Frederic Baroz - 2016-09-11

Hello,

I apologise in advance for the rather long text.

I m wrestling with some NLP techniques for a while now. OpenNLP has been of much help until now, but I still have a problem for sentence detection and custom model training. The wiki is well made, but in my opinion, it is missing some information on how the learnable sentence detector and tokenizer work (we just know this is max-ent based but a few detail stay in my opinion difficult to infer, like what is it looking at exactly and what are the extracted features of the classifier - maybe it is just a bag of word...).

I m an in-hospital physician and a soft engineer in the setting of medical informatics. I write a MD thesis about information retrieval in the clinical domain. Most of NLP works in the biomedical area adress formal literature and only little target patient documentation. This latter type of documents are quite tricky to process in the sense that you may find pretty much any form of narratives. Of course, there are (more or less) well formed paragraphes with gramatical sentences but most of documents are made of lists of diagnosis (bullet to start the sentence, and no period at the end), tables of lab results, and sometimes "notes" that are made of abbreviated words, pseudo-sentences etc. Moreover, extracting text from PDF with Tika sometimes introduces errors in the linearity of the extracted text (text become entangle with some structural elements like "Page 2 of 3", and words are sometimes truncated for obscur reasons). In the end I find myself with raw text documents that contains weird sentences, most of them have no period at the end and no capital letters. A significative amount of theses "sentences" are just made of a few words, out of lab results (eg: "svga-pO2 7.5 kPa" and the next line "svga-pCO2 4.5 kPa" etc).

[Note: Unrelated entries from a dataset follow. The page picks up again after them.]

impl DataProcessingPipeline {
    /// Build a pipeline from its configuration.
    ///
    /// # Errors
    ///
    /// * [`ProcessingError::SingularExtinctionMatrix`] when the extinction
    ///   table cannot be inverted
    /// * [`ProcessingError::InvalidSampleRate`] for a non-positive rate
    /// * [`ProcessingError::InvalidConfiguration`] for an unusable raw
    ///   length set or alert policy
    pub fn new(config: PipelineConfig) -> Result<Self, ProcessingError> {
        let rate = config.acquisition.sample_rate_hz;
        check_rate(rate)?;

        if config.acquisition.allowed_raw_lengths.is_empty() {
            return Err(ProcessingError::InvalidConfiguration(
                "no allowed raw length".to_string(),
            ));
        }
        let min_channels = config.processing.active().min_alert_channels;
        if !(1..=crate::CHANNEL_COUNT).contains(&min_channels) {
            return Err(ProcessingError::InvalidConfiguration(format!(
                "min_alert_channels must be between 1 and {}, got {}",
                crate::CHANNEL_COUNT,
                min_channels
            )));
        }

        let converter = MbllConverter::new(&config.mbll)?;
        log::debug!(
            "Pipeline created: mode {}, {} Hz",
            config.processing.mode,
            rate
        );

        Ok(Self {
            guard: RawSampleGuard::new(&config.acquisition),
            calibrator: BaselineCalibrator::new(&config),
            converter,
            quality: SignalQualityEstimator::new(
                &config.quality,
                &config.hardware,
                config.processing.active().quality_std_lower_bound,
                rate,
            ),
            alert: AlertDetector::new(&config.alert, min_channels, rate),
            baseline: None,
            channel_map: None,
            sequence: 0,
            config,
        })
    }

    pub fn config(&self) -> &PipelineConfig {
        &self.config
    }

    pub fn mode(&self) -> ProcessingMode {
        self.config.processing.mode
    }

    pub fn sample_rate(&self) -> f64 {
        self.config.acquisition.sample_rate_hz
    }

    pub fn baseline(&self) -> Option<&BaselineKind> {
        self.baseline.as_ref()
    }

    pub fn channel_map(&self) -> Option<&ChannelMap> {
        self.channel_map.as_ref()
    }

    pub fn calibration_state(&self) -> CalibrationState {
        self.calibrator.state()
    }

    pub fn calibrator(&self) -> &BaselineCalibrator {
        &self.calibrator
    }

    /// Begin a calibration run, dropping the current baseline and histories
    pub fn start_calibration(&mut self) {
        self.calibrator.start();
        self.channel_map = None;
        self.baseline = None;
        self.quality.clear();
        self.alert.clear();
    }

    pub fn add_calibration_sample(&mut self, raw: &[f64]) -> Result<(), ProcessingError> {
        self.calibrator.add_sample(raw)
    }

    /// Live quality of the calibration buffer
    pub fn calibration_quality(&self) -> Vec<QualityTag> {
        self.calibrator.estimate_quality()
    }

    /// Complete calibration and install its results.
    ///
    /// In ratio mode the window mean becomes the baseline and seeds the
    /// quality window. In optical-density mode only the channel map is kept;
    /// the next sample captures a fresh reference.
    pub fn finish_calibration(&mut self) -> Result<Calibration, ProcessingError> {
        let calibration = self.calibrator.finish()?;

        self.channel_map = Some(calibration.channel_map.clone());
        self.quality.clear();
        self.alert.clear();

        match self.mode() {
            ProcessingMode::BaselineRatio => {
                self.baseline = Some(BaselineKind::Ratio(calibration.baseline.clone()));
                self.quality.seed(&calibration.mapped_rows);
            }
            ProcessingMode::OpticalDensity => {
                self.baseline = None;
            }
        }

        Ok(calibration)
    }

    pub fn abort_calibration(&mut self) {
        self.calibrator.abort();
    }

    fn ratio_delta(&self, values: &[f64]) -> Result<Option<Prepared>, ProcessingError> {
        let (Some(BaselineKind::Ratio(baseline)), Some(map)) = (&self.baseline, &self.channel_map)
        else {
            return Ok(None);
        };

        let mapped = map.map(values, self.config.calibration.min_positive)?;
        let delta_od = mapped
            .iter()
            .zip(baseline)
            .map(|(x, b)| -(x / b).ln())
            .collect();

        Ok(Some(Prepared {
            mapped,
            delta_od,
            new_reference: None,
        }))
    }

    fn reference_delta(&self, values: &[f64]) -> Result<Prepared, ProcessingError> {
        let width = values.len();
        let map = match &self.channel_map {
            Some(map) if map.raw_width() == width => map.clone(),
            _ => ChannelMap::static_layout(width)
                .ok_or_else(|| ProcessingError::malformed(width, values))?,
        };

        let (reference, new_reference) = match &self.baseline {
            Some(BaselineKind::Reference(reference)) => {
                if reference.len() != width {
                    return Err(ProcessingError::malformed(width, values));
                }
                (reference.as_slice(), None)
            }
            _ => (values, Some(values.to_vec())),
        };

        let delta: Vec<f64> = values.iter().zip(reference).map(|(x, r)| x - r).collect();

        Ok(Prepared {
            mapped: map.select(values)?,
            delta_od: map.select(&delta)?,
            new_reference,
        })
    }

    /// Process one run-mode sample.
    ///
    /// # Errors
    ///
    /// [`ProcessingError::MalformedSample`] when the sample fails validation
    /// or does not match the session layout. No state is modified in that case.
    pub fn process(&mut self, raw: &[f64]) -> Result<ProcessOutcome, ProcessingError> {
        let sample = self.guard.validate(raw)?;

        let prepared = match self.mode() {
            ProcessingMode::BaselineRatio => match self.ratio_delta(&sample.values)? {
                Some(prepared) => prepared,
                None => return Ok(ProcessOutcome::NotCalibrated),
            },
            ProcessingMode::OpticalDensity => self.reference_delta(&sample.values)?,
        };

        let unit_scale = self.config.processing.active().unit_scale;
        let hb = self.converter.convert(&prepared.delta_od, unit_scale)?;

        if let Some(reference) = prepared.new_reference {
            log::info!("Optical density reference captured ({} values)", reference.len());
            self.baseline = Some(BaselineKind::Reference(reference));
        }

        let quality = if self.config.quality.enabled {
            self.quality.push(&prepared.mapped);
            Some(self.quality.assess(sample.status))
        } else {
            None
        };

        let alert = if self.config.alert.enabled {
            Some(self.alert.update(&hb.o2hb))
        } else {
            None
        };

        let sequence = self.sequence;
        self.sequence += 1;
        log::trace!("Sample {} processed", sequence);

        Ok(ProcessOutcome::Processed(ProcessedSample {
            sequence,
            o2hb: hb.o2hb,
            hhb: hb.hhb,
            quality,
            alert,
            marker: sample.marker,
            status: sample.status,
        }))
    }

    /// Route a sample to the calibration buffer while collecting, otherwise process it
    pub fn ingest(&mut self, raw: &[f64]) -> Result<ProcessOutcome, ProcessingError> {
        if self.calibrator.state() == CalibrationState::Collecting {
            self.calibrator.add_sample(raw)?;
            return Ok(ProcessOutcome::Calibrating);
        }
        self.process(raw)
    }

    /// Switch to a new nominal sample rate.
    ///
    /// Aborts any calibration, drops the baseline and channel map and
    /// reallocates every rate-dependent buffer.
    pub fn set_sample_rate(&mut self, rate: f64) -> Result<(), ProcessingError> {
        check_rate(rate)?;

        self.calibrator.abort();
        self.calibrator.resize(rate);
        self.baseline = None;
        self.channel_map = None;
        self.quality.resize(rate);
        self.alert.resize(rate);
        self.config.acquisition.sample_rate_hz = rate;

        log::info!("Sample rate set to {} Hz, calibration required", rate);
        Ok(())
    }

    /// Change the alert threshold and sustain duration at runtime
    pub fn set_alert_rules(
        &mut self,
        threshold: f64,
        duration_seconds: f64,
    ) -> Result<(), ProcessingError> {
        if !threshold.is_finite() {
            return Err(ProcessingError::InvalidConfiguration(format!(
                "alert threshold must be finite, got {}",
                threshold
            )));
        }
        if !duration_seconds.is_finite() || duration_seconds <= 0.0 {
            return Err(ProcessingError::InvalidConfiguration(format!(
                "alert duration must be positive, got {}",
                duration_seconds
            )));
        }

        self.alert.set_rules(threshold, duration_seconds);
        self.config.alert.threshold = threshold;
        self.config.alert.duration_seconds = duration_seconds;
        self.config.alert.history_seconds = self.config.alert.history_seconds.max(duration_seconds);

        log::debug!(
            "Alert rules: threshold {}, duration {} s",
            threshold,
            duration_seconds
        );
        Ok(())
    }

    /// Forget the session (stream reconnection)
    pub fn reset(&mut self) {
        self.calibrator.abort();
        self.baseline = None;
        self.channel_map = None;
        self.quality.clear();
        self.alert.clear();
        self.sequence = 0;
        log::info!("Pipeline reset");
    }
}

That being said, my ultimate objective is to perform proper tokenisation for later indexing with solr (and a certain degree of morphological analysis). Sentence detection felt like a good thing to do at first because I still have some "real" paragraphs and medical text contains lots of abbreviations and compound tokens with intra-word punctuation. You may thing of "Dr., Prof. P.D. but there are many more abbreviation that I can't simply make a lexicon of. They also appear quite frequently and tend to be rapidly created as science evolve. There are also quite specific tokens like molecule names (eg: 1,25-OH-Vitamine-D) that may be written in many different forms (eg: 1-25-oh-vitD), since these are clinical text in which a certain degree of freedom is usually accepted.

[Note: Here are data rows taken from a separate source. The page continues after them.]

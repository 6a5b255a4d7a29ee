// Copyright (c) 2025 Ronan LE MEILLAT, SCTG Development
// This file is part of the rust-fnirs project and is licensed under the
// SCTG Development Non-Commercial License v1.0 (see LICENSE.md for details).

// Main entry point for the fNIRS cognitive load monitor
use anyhow::{Context, Result};
use chrono::{DateTime, Utc};
use clap::Parser;
use log::{info, warn};
use serde::{Deserialize, Serialize};
use std::path::PathBuf;
use std::time::Duration;
use tokio::sync::broadcast::{self, error::RecvError};

use rust_fnirs::acquisition::{
    get_simulated_source, ActivationEpisode, SampleSource, SimulationConfig, SourceLayout,
};
use rust_fnirs::config::{self, Config, ProcessingMode};
use rust_fnirs::processing::{
    create_pipeline, AlertState, CalibrationReport, PipelineCommand, PipelineEvent,
    PipelineWorker, QualityTag, WorkerStats,
};
use rust_fnirs::CHANNEL_COUNT;

/// Cognitive load monitor using functional near-infrared spectroscopy
#[derive(Debug, Parser)]
#[command(author, version, about, long_about = None)]
pub struct Args {
    /// Path to configuration file (YAML format)
    #[arg(long)]
    config: Option<PathBuf>,

    /// Path to a configuration to validate and exit
    #[arg(long)]
    validate_config: Option<PathBuf>,

    /// Output the configuration schema as JSON and exit
    #[arg(long)]
    show_config_schema: bool,

    /// Nominal sample rate in Hz
    #[arg(long)]
    sample_rate: Option<f64>,

    /// Processing mode (baseline_ratio or optical_density)
    #[arg(long)]
    mode: Option<ProcessingMode>,

    /// Alert threshold in ΔμM
    #[arg(long)]
    threshold: Option<f64>,

    /// Seconds the alert condition must hold
    #[arg(long)]
    alert_duration: Option<f64>,

    /// Calibration window in seconds
    #[arg(long)]
    calibration_duration: Option<f64>,

    /// Seconds of run mode after calibration
    #[arg(long, default_value_t = 60.0)]
    run_seconds: f64,

    /// Simulated raw layout (mapped or dual_bank)
    #[arg(long, default_value = "dual_bank")]
    layout: SourceLayout,

    /// Start of the simulated load episode, in seconds of run mode
    #[arg(long, default_value_t = 20.0)]
    activation_start: f64,

    /// End of the simulated load episode, in seconds of run mode
    #[arg(long, default_value_t = 35.0)]
    activation_end: f64,

    /// Relative drop of the 850 nm intensity during the load episode
    #[arg(long, default_value_t = 0.05)]
    activation_depth: f64,

    /// Seed of the simulated noise
    #[arg(long)]
    seed: Option<u32>,

    /// Pace samples at the nominal rate instead of running as fast as possible
    #[arg(long)]
    realtime: bool,

    /// Output file for the session summary (JSON)
    #[arg(long)]
    output: Option<PathBuf>,

    /// Enable verbose logging (debug level)
    #[arg(short = 'v', long = "verbose")]
    verbose: bool,

    /// Disable all logging output
    #[arg(short = 'q', long = "quiet")]
    quiet: bool,
}

/// Sequence range during which the alert state was `load`
#[derive(Debug, Clone, Serialize, Deserialize)]
struct AlertEpisode {
    start_sequence: Option<u64>,
    end_sequence: Option<u64>,
}

/// Summary of a monitoring session
#[derive(Debug, Clone, Serialize, Deserialize)]
struct SessionSummary {
    started_at: DateTime<Utc>,
    mode: ProcessingMode,
    sample_rate_hz: f64,
    layout: SourceLayout,
    calibration: Option<CalibrationReport>,
    samples_processed: u64,
    samples_rejected: u64,
    mean_o2hb: Vec<f64>,
    peak_o2hb: Vec<f64>,
    final_quality: Option<Vec<QualityTag>>,
    alert_episodes: Vec<AlertEpisode>,
    stats: WorkerStats,
}

impl SessionSummary {
    fn new(mode: ProcessingMode, sample_rate_hz: f64, layout: SourceLayout) -> Self {
        Self {
            started_at: Utc::now(),
            mode,
            sample_rate_hz,
            layout,
            calibration: None,
            samples_processed: 0,
            samples_rejected: 0,
            mean_o2hb: vec![0.0; CHANNEL_COUNT],
            peak_o2hb: vec![f64::NEG_INFINITY; CHANNEL_COUNT],
            final_quality: None,
            alert_episodes: Vec::new(),
            stats: WorkerStats::default(),
        }
    }

    fn record(&mut self, event: PipelineEvent) {
        match event {
            PipelineEvent::Processed(sample) => {
                self.samples_processed += 1;
                let n = self.samples_processed as f64;
                for (channel, value) in sample.o2hb.iter().enumerate().take(CHANNEL_COUNT) {
                    self.mean_o2hb[channel] += (value - self.mean_o2hb[channel]) / n;
                    self.peak_o2hb[channel] = self.peak_o2hb[channel].max(*value);
                }
                self.final_quality = sample.quality;
            }
            PipelineEvent::AlertChanged {
                current, sequence, ..
            } => match current {
                AlertState::Load => {
                    info!("Cognitive load detected at sample {:?}", sequence);
                    self.alert_episodes.push(AlertEpisode {
                        start_sequence: sequence,
                        end_sequence: None,
                    });
                }
                AlertState::Nominal => {
                    info!("Back to nominal at sample {:?}", sequence);
                    if let Some(episode) = self.alert_episodes.last_mut() {
                        episode.end_sequence = sequence;
                    }
                }
            },
            PipelineEvent::CalibrationFinished(report) => {
                match &report.error {
                    None => info!("Calibration succeeded"),
                    Some(error) => warn!("Calibration failed: {}", error),
                }
                self.calibration = Some(report);
            }
            PipelineEvent::SampleRejected { error } => {
                self.samples_rejected += 1;
                log::debug!("Sample rejected: {}", error);
            }
            PipelineEvent::CommandFailed { error } => warn!("Command failed: {}", error),
            PipelineEvent::RateChanged(rate) => info!("Sample rate changed to {} Hz", rate),
            PipelineEvent::CalibrationQuality(_) => {}
        }
    }
}

async fn collect_events(
    mut events: broadcast::Receiver<PipelineEvent>,
    mut summary: SessionSummary,
) -> SessionSummary {
    loop {
        match events.recv().await {
            Ok(event) => summary.record(event),
            Err(RecvError::Lagged(skipped)) => warn!("Event listener lagged, {} events lost", skipped),
            Err(RecvError::Closed) => break,
        }
    }
    summary
}

async fn feed(
    worker: &PipelineWorker,
    source: &mut dyn SampleSource,
    count: usize,
    realtime: bool,
) -> Result<()> {
    let mut interval = tokio::time::interval(Duration::from_secs_f64(1.0 / source.sample_rate()));
    for _ in 0..count {
        if realtime {
            interval.tick().await;
        }
        match source.read_sample()? {
            Some(sample) => worker.push_sample(sample.values).await?,
            None => break,
        }
    }
    Ok(())
}

#[tokio::main]
async fn main() -> Result<()> {
    let args = Args::parse();

    let log_level = if args.quiet {
        log::LevelFilter::Off
    } else if args.verbose {
        log::LevelFilter::Debug
    } else {
        log::LevelFilter::Info
    };

    env_logger::Builder::from_default_env()
        .filter_level(log_level)
        .init();

    // Check if --show-config-schema flag is set
    if args.show_config_schema {
        return config::output_config_schema();
    }

    // Validate configuration file if --validate-config is set
    if let Some(validate_path) = args.validate_config {
        if !validate_path.exists() {
            return Err(anyhow::anyhow!(
                "Configuration file does not exist: {}",
                validate_path.display()
            ));
        }

        Config::from_file(&validate_path)
            .map_err(|err| anyhow::anyhow!("Configuration validation failed: {}", err))?;
        println!("Configuration file is valid: {}", validate_path.display());
        return Ok(());
    }

    // Load configuration
    let config_path = args
        .config
        .clone()
        .unwrap_or_else(|| PathBuf::from("config.yaml"));
    let mut config = Config::from_file(&config_path)?;

    // Apply command line overrides
    config.apply_args(
        args.sample_rate,
        args.mode,
        args.threshold,
        args.alert_duration,
        args.calibration_duration,
    );
    config
        .validate()
        .context("Invalid configuration after command line overrides")?;

    let rate = config.acquisition.sample_rate_hz;
    let calibration_seconds = config.calibration.duration_seconds;
    let pipeline = create_pipeline(config.pipeline_config())
        .context("Failed to create the processing pipeline")?;

    println!("fNIRS Cognitive Load Monitor");
    println!("----------------------------");
    info!(
        "Mode {}, {} Hz, {:?} layout, calibration {} s, run {} s",
        config.processing.mode, rate, args.layout, calibration_seconds, args.run_seconds
    );

    let simulation = SimulationConfig {
        layout: args.layout,
        sample_rate_hz: rate,
        duration_seconds: Some(calibration_seconds + args.run_seconds),
        activations: vec![ActivationEpisode {
            start_seconds: calibration_seconds + args.activation_start,
            end_seconds: calibration_seconds + args.activation_end,
            depth: args.activation_depth,
        }],
        placeholder_high: config.hardware.placeholder_high,
        placeholder_low: config.hardware.placeholder_low,
        include_marker: config
            .acquisition
            .trailing_field_widths
            .contains(&args.layout.width()),
        ..SimulationConfig::default()
    };
    let mut source = get_simulated_source(simulation, args.seed);

    let worker = PipelineWorker::spawn(pipeline, &config.worker);
    let listener = tokio::spawn(collect_events(
        worker.subscribe(),
        SessionSummary::new(config.processing.mode, rate, args.layout),
    ));

    // Calibration, then run mode
    worker.send(PipelineCommand::StartCalibration).await?;
    let calibration_samples = (rate * calibration_seconds).floor() as usize;
    feed(&worker, source.as_mut(), calibration_samples, args.realtime).await?;
    worker.send(PipelineCommand::FinishCalibration).await?;

    let run_samples = (rate * args.run_seconds).floor() as usize;
    feed(&worker, source.as_mut(), run_samples, args.realtime).await?;

    let (_, stats) = worker.finish().await?;
    let mut summary = listener.await.context("Event listener failed")?;
    summary.stats = stats;

    // Output results
    let json = serde_json::to_string_pretty(&summary)?;
    if let Some(output_path) = args.output {
        println!("Saving session summary to: {}", output_path.display());
        std::fs::write(&output_path, json)
            .with_context(|| format!("Failed to write {}", output_path.display()))?;
    } else {
        println!("{}", json);
    }

    Ok(())
}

Because of all these specificites, and because sentence detection usually is an intrinsic part of the tokenisation process, I thought it would be a good idea to actually perform some. I first wrote some heuristic rules but rapidly found that for such complexe text, my idea was doomed. I then tried sentence detection with the shipped-with french models (my text is in french, whatsmore), but the result is not very good and I understand that most of annotated data came from news article that are syntactically very different from my case of use. I finally ended up to train a sentence detector model using my data but rapidly couldnt exactly figure out how to actually transform the "dirty" tika-extracted text into real sentences. Specifically, I dont know if I should delete some part of sentences, add a period at the end even though there is none in the original text. And how about bits text that was introduced into larger bits of text through Tika process? I had no choice than to consider all of this as "new sentences", also because there is a statistical engine behind and I didnt want to introduce any bias into the training data. At the end you can find a few example sentences that I started putting into a training file. No need to tell you that I ran some evaluation and that results are bad in term of recall/precision (about 0.4/0.2 with around 5000 sampled sentences).

So my questions are
When building training file for sentence detection, should I clean the data first and how?
Is there any resources that you could point me to, treating the question of proper data preparation, how sentence detector internally works and how exactly build training data with the correct format in that regard?
Do you think in my case, I may be a better idea to ignore sentence detection completely and directly do tokenization since my text have actually little gramatical sentences?
I read that 15 000 example sentences was probably enough for training the model, is that correct?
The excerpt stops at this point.